About employing MPI as a distributed runtime backend.

The DAPHNE runtime system is designed with the goal of supporting various distributed runtime that relies on various technologies, e.g. MPI and RPC.

This document shows how a DAPHNE user can execute DAPHNE scripts on a distributed computing environment with the MPI backend implementation of the DAPHNE runtime system. This document assumes that the DAPHNE was build with the --mpi options, if this is not the case please rebuild DAPHNE with the --mpi option ./build.sh --mpi

The DAPHNE build script uses Open MPI. The DAPHNE build script does not configure the Open MPI installation with the SLURM support option.

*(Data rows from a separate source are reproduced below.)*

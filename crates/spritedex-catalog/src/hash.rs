//! Catalog content fingerprinting.
//!
//! The fingerprint is a BLAKE3 hash over a deterministic byte encoding of the
//! validated catalog:
//!
//! ```text
//! fingerprint = hex(BLAKE3(sheet || tile_0 || tile_1 || ...))
//! ```
//!
//! Strings are length-prefixed and integers little-endian, so no two distinct
//! catalogs share an encoding. Record order in the source table does not
//! matter because tiles are encoded in id order.

use crate::catalog::SheetInfo;
use crate::tile::Tile;

/// Computes the fingerprint of a sheet and its tiles.
pub(crate) fn catalog_fingerprint(sheet: &SheetInfo, tiles: &[Tile]) -> String {
    let mut hasher = blake3::Hasher::new();

    write_str(&mut hasher, &sheet.name);
    write_u32(&mut hasher, sheet.tile_width);
    write_u32(&mut hasher, sheet.tile_height);
    write_u32(&mut hasher, sheet.columns);
    write_u32(&mut hasher, sheet.rows);
    match &sheet.image {
        Some(image) => {
            hasher.update(&[1]);
            write_str(&mut hasher, &image.source);
            write_u32(&mut hasher, image.width);
            write_u32(&mut hasher, image.height);
        }
        None => {
            hasher.update(&[0]);
        }
    }

    write_u32(&mut hasher, tiles.len() as u32);
    for tile in tiles {
        write_tile(&mut hasher, tile);
    }

    hasher.finalize().to_hex().to_string()
}

fn write_tile(hasher: &mut blake3::Hasher, tile: &Tile) {
    write_u32(hasher, tile.id.0);

    match &tile.kind {
        Some(kind) => {
            hasher.update(&[1]);
            write_str(hasher, kind);
        }
        None => {
            hasher.update(&[0]);
        }
    }

    // BTreeMap iteration is sorted by key.
    write_u32(hasher, tile.properties.len() as u32);
    for (key, value) in &tile.properties {
        write_str(hasher, key);
        write_str(hasher, value);
    }

    match &tile.animation {
        Some(animation) => {
            write_u32(hasher, animation.len() as u32);
            for frame in animation.frames() {
                write_u32(hasher, frame.tile.0);
                write_u32(hasher, frame.duration_ms.get());
            }
        }
        None => write_u32(hasher, 0),
    }
}

fn write_u32(hasher: &mut blake3::Hasher, value: u32) {
    hasher.update(&value.to_le_bytes());
}

fn write_str(hasher: &mut blake3::Hasher, value: &str) {
    write_u32(hasher, value.len() as u32);
    hasher.update(value.as_bytes());
}
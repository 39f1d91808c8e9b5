//! CLI command implementations

pub mod convert;
pub mod inspect;
pub mod json_output;
pub mod resolve;
pub mod sample;
pub mod validate;

use anyhow::{Context, Result};
use colored::Colorize;
use spritedex_catalog::{
    load_catalog_with_profile, Catalog, LoadError, LoadProfile, LoadWarning, Location,
};
use std::path::Path;

use crate::input::{load_table, SourceKind};
use json_output::{
    error_codes, input_error_to_json, load_error_to_json, load_warning_to_json, CommandOutput,
    JsonError, JsonWarning,
};

/// A table that was read and loaded successfully.
pub(crate) struct Opened {
    pub catalog: Catalog,
    pub source_kind: SourceKind,
    pub source_hash: String,
}

/// Looks up a load profile by name (`None` selects the default).
pub(crate) fn resolve_profile(name: Option<&str>) -> Result<LoadProfile, JsonError> {
    match name {
        None => Ok(LoadProfile::default()),
        Some(name) => LoadProfile::by_name(name).ok_or_else(|| {
            JsonError::new(
                error_codes::UNKNOWN_PROFILE,
                format!(
                    "unknown load profile: {} (expected {})",
                    name,
                    LoadProfile::names().join(", ")
                ),
            )
        }),
    }
}

/// Reads and loads a table for a query-style command.
///
/// Returns `Ok(None)` when the table could not be loaded; the failure has
/// already been printed in the requested format.
pub(crate) fn open_catalog(table_path: &str, json: bool) -> Result<Option<Opened>> {
    let loaded = match load_table(Path::new(table_path)) {
        Ok(loaded) => loaded,
        Err(e) if json => {
            let error = input_error_to_json(&e, Some(table_path));
            CommandOutput::<()>::failure(vec![error], vec![]).print()?;
            return Ok(None);
        }
        Err(e) => {
            return Err(e).with_context(|| format!("Failed to read table file: {}", table_path))
        }
    };

    match load_catalog_with_profile(&loaded.table, &LoadProfile::default()) {
        Ok(catalog) => Ok(Some(Opened {
            catalog,
            source_kind: loaded.source_kind,
            source_hash: loaded.source_hash,
        })),
        Err(failure) => {
            if json {
                CommandOutput::<()>::failure(
                    failure.errors.iter().map(load_error_to_json).collect(),
                    failure.warnings.iter().map(load_warning_to_json).collect(),
                )
                .print()?;
            } else {
                println!(
                    "{} {} does not load ({} error(s))",
                    "FAILED".red().bold(),
                    table_path,
                    failure.errors.len()
                );
                print_diagnostics(&failure.errors, &failure.warnings);
                println!(
                    "\n{} run `spritedex validate --table {}` for details",
                    "hint:".dimmed(),
                    table_path
                );
            }
            Ok(None)
        }
    }
}

/// Converts catalog warnings for JSON output.
pub(crate) fn warnings_to_json(warnings: &[LoadWarning]) -> Vec<JsonWarning> {
    warnings.iter().map(load_warning_to_json).collect()
}

/// Prints load errors and warnings.
pub(crate) fn print_diagnostics(errors: &[LoadError], warnings: &[LoadWarning]) {
    if !errors.is_empty() {
        println!("\n{}", "Errors:".red().bold());
        for error in errors {
            println!(
                "  {} [{}]{}: {}",
                "x".red(),
                error.code.to_string().red(),
                location_suffix(&error.location).dimmed(),
                error.message
            );
        }
    }

    if !warnings.is_empty() {
        println!("\n{}", "Warnings:".yellow().bold());
        for warning in warnings {
            println!(
                "  {} [{}]{}: {}",
                "!".yellow(),
                warning.code.to_string().yellow(),
                location_suffix(&warning.location).dimmed(),
                warning.message
            );
        }
    }
}

fn location_suffix(location: &Location) -> String {
    let text = location.to_string();
    if text.is_empty() {
        text
    } else {
        format!(" at {}", text)
    }
}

For users who want to add the SLURM, please visit the Open MPI documentation (adding --with-slurm to the build command of the Open MPI libbrary) and edit the DAPHNE build script. Also, users who wants to use other MPI implementations e.g., Intel MPI may edit the corresponding part in the DAPHNE build script.

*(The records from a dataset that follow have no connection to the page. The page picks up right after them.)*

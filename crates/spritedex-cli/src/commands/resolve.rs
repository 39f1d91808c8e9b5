//! Resolve command implementation
//!
//! Maps an appearance (kind, imageset, direction, subclass) to the tile that
//! depicts it and the frame shown at a given elapsed time.

use anyhow::Result;
use colored::Colorize;
use serde::{Deserialize, Serialize};
use spritedex_catalog::{AppearanceQuery, Resolver, TileHandle, TileRect};
use std::process::ExitCode;

use super::json_output::{error_codes, CommandOutput, JsonError};
use super::{open_catalog, warnings_to_json};

/// Appearance requested on the command line, as typed.
#[derive(Debug, Clone, Copy)]
pub struct QueryArgs<'a> {
    pub kind: &'a str,
    pub imageset: &'a str,
    pub direction: &'a str,
    pub subclass: Option<&'a str>,
}

/// Result payload of `resolve --json`.
#[derive(Debug, Clone, PartialEq, Eq, Serialize, Deserialize)]
pub struct ResolveResult {
    /// Query in `kind/imageset/direction[/subclass]` form
    pub query: String,
    /// Resolved tile id
    pub tile: u32,
    /// Tile drawn at `elapsed_ms`
    pub frame: u32,
    /// Elapsed time the frame was sampled at
    pub elapsed_ms: u64,
    /// Sheet rectangle of the resolved tile
    pub rect: TileRect,
    /// Sheet rectangle of the current frame
    pub frame_rect: TileRect,
    /// Whether the tile is animated
    pub animated: bool,
    /// Loop length in milliseconds (animated tiles only)
    #[serde(skip_serializing_if = "Option::is_none")]
    pub cycle_length_ms: Option<u64>,
    /// Entity name, if the tile carries one
    #[serde(skip_serializing_if = "Option::is_none")]
    pub name: Option<String>,
    /// Subclass of the resolved tile
    pub subclass: String,
}

impl ResolveResult {
    fn from_handle(query: &AppearanceQuery, handle: TileHandle<'_>, elapsed_ms: u64) -> Self {
        let tile = handle.tile();
        let creature = handle.creature();
        Self {
            query: query.to_string(),
            tile: handle.id().0,
            frame: handle.current_frame(elapsed_ms).0,
            elapsed_ms,
            rect: handle.rect(),
            frame_rect: handle.current_frame_rect(elapsed_ms),
            animated: tile.is_animated(),
            cycle_length_ms: tile.animation.as_ref().map(|a| a.cycle_length_ms()),
            name: creature.and_then(|c| c.name.clone()),
            subclass: creature
                .map(|c| c.subclass.as_str().to_string())
                .unwrap_or_default(),
        }
    }
}

/// Run the resolve command
///
/// # Arguments
/// * `table_path` - Path to the table file (native JSON or Tiled)
/// * `args` - Appearance to resolve
/// * `elapsed_ms` - Elapsed animation time to sample the frame at
/// * `json_output` - Whether to output machine-readable JSON
///
/// # Returns
/// Exit code: 0 if resolved, 1 on a bad table or query, 2 if nothing matches
pub fn run(
    table_path: &str,
    args: QueryArgs<'_>,
    elapsed_ms: u64,
    json_output: bool,
) -> Result<ExitCode> {
    let query = match AppearanceQuery::parse(args.kind, args.imageset, args.direction, args.subclass)
    {
        Ok(query) => query,
        Err(e) if json_output => {
            let error = JsonError::new(error_codes::INVALID_QUERY, e.to_string());
            CommandOutput::<ResolveResult>::failure(vec![error], vec![]).print()?;
            return Ok(ExitCode::from(1));
        }
        Err(e) => anyhow::bail!("invalid query: {}", e),
    };

    let Some(opened) = open_catalog(table_path, json_output)? else {
        return Ok(ExitCode::from(1));
    };
    let warnings = warnings_to_json(opened.catalog.warnings());
    let resolver = Resolver::new(opened.catalog);

    let Some(handle) = resolver.resolve_query(&query) else {
        let message = format!("no tile depicts {}", query);
        if json_output {
            let error = JsonError::new(error_codes::NOT_FOUND, message);
            CommandOutput::<ResolveResult>::failure(vec![error], warnings).print()?;
        } else {
            println!("{} {}", "NOT FOUND".yellow().bold(), message);
        }
        return Ok(ExitCode::from(2));
    };

    let result = ResolveResult::from_handle(&query, handle, elapsed_ms);

    if json_output {
        CommandOutput::success(result, warnings).print()?;
        return Ok(ExitCode::SUCCESS);
    }

    println!("{} {}", "Query:".cyan().bold(), result.query);
    println!(
        "{} {}{}",
        "Tile:".dimmed(),
        result.tile.to_string().green().bold(),
        result
            .name
            .as_ref()
            .map(|n| format!(" ({})", n))
            .unwrap_or_default()
    );
    println!("{} {}", "Subclass:".dimmed(), result.subclass);
    println!(
        "{} x={} y={} {}x{}",
        "Rect:".dimmed(),
        result.rect.x,
        result.rect.y,
        result.rect.width,
        result.rect.height
    );
    match result.cycle_length_ms {
        Some(cycle) => println!(
            "{} frame {} at {}ms (x={} y={}, loop {}ms)",
            "Animated:".dimmed(),
            result.frame,
            result.elapsed_ms,
            result.frame_rect.x,
            result.frame_rect.y,
            cycle
        ),
        None => println!("{} static", "Animated:".dimmed()),
    }

    Ok(ExitCode::SUCCESS)
}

When DAPHNE is Installed Natively (w/o Container)

  1. Ensure that your system knows about the installed MPI
    -- The PATH and LD_LIBRARY_PATHenvironment variable has to be updated as follows

    export PATH=$PATH:<DAPHNE_INSTALLATION>/thirdparty/installed/bin/
    export LD_LIBRARY_PATH=$LD_LIBRARY_PATH:<DAPHNE_INSTALLATION>//thirdparty/installed/lib/ 
    

    Please do not forget to replace <DAPHNE_INSTALLATION> with the actual path

  2. Run basic example @ /examples/matrix_addition_for_mpi.daph as follows

    mpirun -np 10 ./bin/daphne --distributed --dist_backend=MPI scripts/examples/matrix_addition_for_mpi.daph
    

The command above executes 10 processes locally on one machine.

In order to run on a distributed system, you need to provide the machine names or the machinefile which contains the machine names. For instance assuming that my_hostfile is a text file that contains machine names

mpirun -np 10 --hostfile my_hostfile  ./bin/daphne --distributed --dist_backend=MPI scripts/examples/matrix_addition_for_mpi.daph

The command above starts 10 processes distributed on following the hosts in the my_hostfile. For more options, please check the Open MPI documentation.

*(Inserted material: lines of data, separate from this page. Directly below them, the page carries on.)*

use axum::{
    Json,
    extract::{Query, State},
    http::StatusCode,
    response::IntoResponse,
};
use serde::Deserialize;
use tracing::warn;

use crate::shell::state::AppState;

#[derive(Deserialize)]
pub struct ListTimesheetEntriesParams {
    pub user_id: String,
    pub offset: Option<u64>,
    pub limit: Option<u64>,
    pub sort_desc: Option<bool>,
}

pub async fn handle(
    State(state): State<AppState>,
    Query(params): Query<ListTimesheetEntriesParams>,
) -> impl IntoResponse {
    match state
        .queries
        .list_by_user_id(
            &params.user_id,
            params.offset.unwrap_or(0),
            params.limit.unwrap_or(20),
            params.sort_desc.unwrap_or(true),
        )
        .await
    {
        Ok(entries) => Json(entries).into_response(),
        Err(err) => {
            warn!(error = %err, user_id = %params.user_id, "listing timesheet entries failed");
            StatusCode::INTERNAL_SERVER_ERROR.into_response()
        }
    }
}
use async_graphql::{Context, Object, Result as GqlResult};

use crate::modules::time_tracking::use_cases::list_timesheet_entries::queries_port::TimesheetEntryView;
use crate::shell::state::AppState;

#[derive(async_graphql::SimpleObject, Clone)]
pub struct GqlTimesheetEntry {
    pub id: String,
    pub user_id: String,
    pub project_id: String,
    pub task_id: Option<String>,
    pub date: String,
    pub hours: f64,
    pub description: Option<String>,
}

impl From<TimesheetEntryView> for GqlTimesheetEntry {
    fn from(v: TimesheetEntryView) -> Self {
        Self {
            id: v.id,
            user_id: v.user_id,
            project_id: v.project_id,
            task_id: v.task_id,
            date: v.date.to_string(),
            hours: v.hours,
            description: v.description,
        }
    }
}

#[derive(Default)]
pub struct TimesheetEntriesQuery;

#[Object]
impl TimesheetEntriesQuery {
    async fn timesheet_entries(
        &self,
        context: &Context<'_>,
        user_id: String,
        offset: Option<i64>,
        limit: Option<i64>,
        sort_desc: Option<bool>,
    ) -> GqlResult<Vec<GqlTimesheetEntry>> {
        let state = context.data_unchecked::<AppState>();
        let list = state
            .queries
            .list_by_user_id(
                &user_id,
                offset.unwrap_or(0).max(0) as u64,
                limit.unwrap_or(20).max(0) as u64,
                sort_desc.unwrap_or(true),
            )
            .await?;
        Ok(list.into_iter().map(Into::into).collect())
    }
}
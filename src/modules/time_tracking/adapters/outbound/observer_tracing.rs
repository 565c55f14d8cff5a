use crate::modules::time_tracking::core::events::{TimerStarted, TimerStopped, TimesheetSaved};
use crate::modules::time_tracking::use_cases::track_time::observer::TimerObserver;
use tracing::{debug, info};

/// Writes every timer hook to the tracing subscriber.
#[derive(Debug, Default, Clone, Copy)]
pub struct TracingObserver;

impl TimerObserver for TracingObserver {
    fn on_start(&self, event: &TimerStarted) {
        info!(
            project_id = %event.project_id,
            task_id = ?event.task_id,
            start_time_ms = event.start_time_ms,
            "timer started"
        );
    }

    fn on_tick(&self, elapsed_seconds: u64) {
        debug!(elapsed_seconds, "timer tick");
    }

    fn on_stop(&self, event: &TimerStopped) {
        info!(
            project_id = %event.project_id,
            task_id = ?event.task_id,
            elapsed_seconds = event.elapsed_seconds,
            hours = event.hours,
            "timer stopped"
        );
    }

    fn on_save(&self, event: &TimesheetSaved) {
        info!(
            project_id = %event.project_id,
            task_id = ?event.task_id,
            hours = event.hours,
            "timesheet saved"
        );
    }
}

From a DAPHNE runtime point of view, the --distributed option tells the DAPHNE runtime system to utilize the distributed backend, while the --dist_backend=MPI indicate the type of the backend implementation.

When DAPHNE is Installed with Containers (e.g. singularity)

The main difference is that the mpirun command is called at the level of the container as follows

mpirun -np 10 singularity exec <singularity-image> daphne/bin/daphne --distributed   --dist_backend=MPI --vec --num-threads=2 daphne/scripts/examples/matrix_addition_for_mpi.daph

Please do not forget to replace <singularity-image> with the actual singularity image.